Dr. Debra Fischer: It's hard to say. Given support from funding agencies, we could continue to improve our precision and find lower mass planets. The perfect compliment to our work is a space born mission to do "astrometry," measuring wobbles of stars in the plane of the sky with unimaginable, unprecedented, but completely attainable precision. These techniques (astrometry plus Doppler) will work together and they would find Earths around the closest stars in "habitable zones," where liquid water could exist.
But, in an era where NASA is planning a return to the Moon and manned missions to Mars, funding for science may be cut to the bone. It's tough for scientists who invest the prime decades of their careers to have missions pulled from under them. Yet, this happens regularly. The Stratospheric Observatory For Infrared Astronomy (SOFIA), the Space Interferometry Mission (SIM), the Keck Interferometers, the Terrestrial Planet Finder (TPF) are some examples that I've seen struggling to stay upright in the current political winds. To be fair, most missions run over cost. Once a mission is selected by NASA, contractors may raise their prices or the engineers encounter unexpected problems. This creates a nightmare for the management of these projects by agencies like NASA. Nevertheless, the system is very political, changing with 4-year election cycles, and that's a tough way to do science.
theWoman Astronomer: Would you please describe a typical day in the life of an extrasolar planet hunter? What do you find most rewarding in this career? Are there any disappointments?

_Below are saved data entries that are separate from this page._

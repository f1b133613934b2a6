use criterion::{BenchmarkId, Criterion, Throughput, criterion_group, criterion_main};
use ksy_runtime::{self as rt, DecodeError, KStream};

fn bench_int_reads(c: &mut Criterion) {
    let data = vec![0xA5u8; 64 * 1024];
    let mut group = c.benchmark_group("read_u4");
    group.throughput(Throughput::Bytes(data.len() as u64));
    for endian in [rt::Endian::Little, rt::Endian::Big] {
        group.bench_with_input(
            BenchmarkId::from_parameter(format!("{endian:?}")),
            &endian,
            |b, &endian| {
                b.iter(|| {
                    let mut io = KStream::new(data.clone());
                    rt::repeat_eos(&mut io, |io, _| Ok(io.read_u4(endian)?)).unwrap()
                });
            },
        );
    }
    group.finish();
}

fn bench_terminated(c: &mut Criterion) {
    let mut data = Vec::new();
    for i in 0..4096u32 {
        data.extend_from_slice(format!("entry-{i}").as_bytes());
        data.push(0);
    }
    let mut group = c.benchmark_group("strz");
    group.throughput(Throughput::Bytes(data.len() as u64));
    group.bench_function("repeat_eos", |b| {
        b.iter(|| {
            let mut io = KStream::new(data.clone());
            rt::repeat_eos(&mut io, |io, _| -> Result<String, DecodeError> {
                let raw = io.read_bytes_term(0, rt::Terminator::default())?;
                rt::decode_text(raw, rt::TextEncoding::Utf8)
            })
            .unwrap()
        });
    });
    group.finish();
}

fn bench_process(c: &mut Criterion) {
    let data = b"fn placeholder() {}\n".repeat(512);
    let mut group = c.benchmark_group("process");
    group.throughput(Throughput::Bytes(data.len() as u64));
    group.bench_function("xor_many", |b| {
        b.iter(|| rt::process_xor_many(&data, &[0x13, 0x37, 0x42]));
    });
    group.bench_function("rotate_left", |b| {
        b.iter(|| rt::process_rotate_left(&data, 3));
    });
    let packed = zstd::encode_all(&data[..], 3).unwrap();
    group.bench_function("zstd", |b| {
        b.iter(|| rt::process_zstd(&packed).unwrap());
    });
    group.finish();
}

criterion_group!(benches, bench_int_reads, bench_terminated, bench_process);
criterion_main!(benches);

Dr. Debra Fischer: Maybe what I like best is that there isn't a typical day.
What don't I like? As you could probably tell from my last answer, I find the politics of science to be distressing, not for myself, but for my colleagues who are more affected and less able to speak out.
theWoman Astronomer: If someone wanted to pursue a career in planet hunting, what would they need to do? Are there particular areas of study they should pursue? What degree programs are best suited for a career in planet hunting?
Dr. Debra Fischer: To be a planet-hunter or an astronomer, you need to take as much science as possible. Undergrads should take mathematics, biology, chemistry, physics, astronomy. But, don't neglect philosophy, languages, literature, music and any other classes that interest you - they'll help you think "outside the box."
There is no question that most graduate programs prefer students with undergraduate degrees in physics, and you'll need the Physics GRE (in addition to the regular GRE) to apply to doctoral programs. If you need to strengthen your background, consider a Masters program in Physics - SF State has a terrific program and great success at helping students move on to top rank institutions.
So, the next step is obviously grad school where the terminal degree is a
Ph.D. You should aim to establish your expertise - grad students are often first
author on 2 - 5 papers by the time they graduate.
theWoman Astronomer: Dr. Fischer, thank you for your time. You are truly an amazing woman astronomer!